Sabiendo que su mente debía estar llena de pensamientos oscuros y que ella era el objeto de ellos, Lauren sintió que sus mejillas ardían más.
No le gustaba la idea de que Alec notara que se veía afectada, así que simplemente se dio la vuelta para evitar que la siguiera mirando.
Dobló sus rodillas frente a ella y las abrazó bajo el agua.
Mientras tanto, Alec no estaba satisfecho con su cercanía y se movió hacia ella hasta que cada una de sus piernas quedó a los lados de Lauren, encerrando su pequeño cuerpo entre ellas.

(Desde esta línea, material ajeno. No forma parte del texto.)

//! Output channel manager.
//!
//! Owns the single, possibly-absent link to the mesh node. Senders never
//! connect: [`OutputChannel::send`] fails immediately while the link is
//! absent, and any send failure drops the link so the reconnect loop in
//! [`OutputChannel::run_until`] replaces it.

use crate::metrics::BridgeMetrics;
use crate::shutdown::sleep_or_cancel;
use crate::supervisor::Supervised;
use async_trait::async_trait;
use skymesh_client::{is_transient, Backoff, MeshConnector, MeshLink, ReconnectConfig};
use skymesh_core::BridgeConfig;
use std::sync::Arc;
use std::time::{Duration, Instant};
use tokio::sync::Mutex;
use tokio_util::sync::CancellationToken;
use tracing::{debug, error, info, warn};

/// Timing of the reconnect loop
#[derive(Debug, Clone)]
pub struct OutputSettings {
    pub reconnect: ReconnectConfig,
    /// Idle period between link checks
    pub check_interval: Duration,
    /// Heartbeat period on an otherwise idle link
    pub heartbeat_interval: Duration,
}

impl OutputSettings {
    pub fn from_config(config: &BridgeConfig) -> Self {
        Self {
            reconnect: ReconnectConfig::from(&config.reconnect),
            check_interval: config.mesh.check_interval(),
            heartbeat_interval: config.mesh.heartbeat_interval(),
        }
    }
}

pub struct OutputChannel {
    link: Mutex<Option<Box<dyn MeshLink>>>,
    connector: Arc<dyn MeshConnector>,
    settings: OutputSettings,
    metrics: Arc<BridgeMetrics>,
}

impl OutputChannel {
    pub fn new(connector: Arc<dyn MeshConnector>, settings: OutputSettings, metrics: Arc<BridgeMetrics>) -> Self {
        Self {
            link: Mutex::new(None),
            connector,
            settings,
            metrics,
        }
    }

    /// Sends `text` on `channel`. Returns false without waiting if no link is
    /// up; a failed send drops the link.
    pub async fn send(&self, channel: u32, text: &str) -> bool {
        let mut guard = self.link.lock().await;
        let result = match guard.as_mut() {
            Some(link) => link.send_text(channel, text).await,
            None => {
                debug!("No mesh link, dropping announcement");
                return false;
            }
        };

        match result {
            Ok(()) => true,
            Err(e) => {
                error!(error = %e, endpoint = %self.connector.endpoint(), "Mesh send failed, dropping link");
                *guard = None;
                false
            }
        }
    }

    pub async fn is_connected(&self) -> bool {
        self.link.lock().await.is_some()
    }

    /// Drops the current link, if any, so the reconnect loop replaces it.
    pub async fn invalidate(&self) {
        if self.link.lock().await.take().is_some() {
            warn!("Mesh link invalidated");
        }
    }

    /// Closes the current link in an orderly way. Used at shutdown.
    pub async fn close(&self) {
        let link = self.link.lock().await.take();
        if let Some(mut link) = link {
            link.close().await;
            info!("Mesh link closed");
        }
    }

    /// Makes one connection attempt and installs the link on success.
    ///
    /// The connect runs without holding the link lock.
    pub async fn establish(&self) -> anyhow::Result<()> {
        let link = self.connector.connect().await?;
        if let Some(mut previous) = self.link.lock().await.replace(link) {
            previous.close().await;
        }
        Ok(())
    }

    /// Drops a link the node has closed. Returns true if a link remains.
    async fn check_link(&self) -> bool {
        let mut guard = self.link.lock().await;
        let alive = match guard.as_ref() {
            Some(link) => link.is_alive(),
            None => return false,
        };
        if !alive {
            warn!(endpoint = %self.connector.endpoint(), "Mesh link lost");
            *guard = None;
        }
        alive
    }

    async fn heartbeat(&self) {
        let mut guard = self.link.lock().await;
        let failure = match guard.as_mut() {
            Some(link) => link.heartbeat().await.err(),
            None => None,
        };
        if let Some(e) = failure {
            error!(error = %e, "Mesh heartbeat failed, dropping link");
            *guard = None;
        }
    }

    fn publish_status(&self) {
        if let Some(status) = self.connector.connection_status() {
            self.metrics.record_connection("mesh", &status);
        }
    }

    /// Reconnect loop: keeps a link installed until shutdown.
    pub async fn run_until(&self, shutdown: &CancellationToken) {
        let mut backoff = Backoff::new(self.settings.reconnect.clone());
        let mut last_heartbeat = Instant::now();

        while !shutdown.is_cancelled() {
            if !self.check_link().await {
                let attempt = tokio::select! {
                    _ = shutdown.cancelled() => break,
                    result = self.establish() => result,
                };

                match attempt {
                    Ok(()) => {
                        info!(endpoint = %self.connector.endpoint(), "Mesh link established");
                        backoff.reset();
                        last_heartbeat = Instant::now();
                    }
                    Err(e) => {
                        let delay = backoff.next_delay();
                        error!(
                            endpoint = %self.connector.endpoint(),
                            error = %e,
                            transient = is_transient(&e),
                            attempt = backoff.attempts(),
                            "Mesh connection failed"
                        );
                        self.publish_status();
                        info!(delay_ms = delay.as_millis() as u64, "Reconnecting to mesh node");
                        self.metrics.record_reconnect("mesh");
                        if !sleep_or_cancel(delay, shutdown).await {
                            break;
                        }
                        continue;
                    }
                }
            } else if last_heartbeat.elapsed() >= self.settings.heartbeat_interval {
                self.heartbeat().await;
                last_heartbeat = Instant::now();
            }
            self.publish_status();

            if !sleep_or_cancel(self.settings.check_interval, shutdown).await {
                break;
            }
        }

        debug!("Output channel loop stopped");
    }
}

#[async_trait]
impl Supervised for OutputChannel {
    fn name(&self) -> &'static str {
        "output"
    }

    async fn run(self: Arc<Self>, shutdown: CancellationToken) {
        self.run_until(&shutdown).await;
    }

    async fn on_fault(&self) {
        self.invalidate().await;
    }
}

La proximidad sofocaba a Lauren.
El pecho de Alec estaba a pocos centímetros detrás de ella y solo haría falta un movimiento en falso para que sus cuerpos se tocaran, lo que sabía que era inevitable a estas alturas pero que aún quería evitar tanto como pudiera.
—¿No te importará si tomo un sorbo, ¿verdad?
—preguntó con voz seductora, haciéndola estremecer a pesar del agua cálida que acariciaba su piel.
—Haz lo que quieras.
Se atrevió a ponerse sobre la mesa como moneda de cambio para hacer posible esta unión, así que, ¿cómo se atrevería a negarse?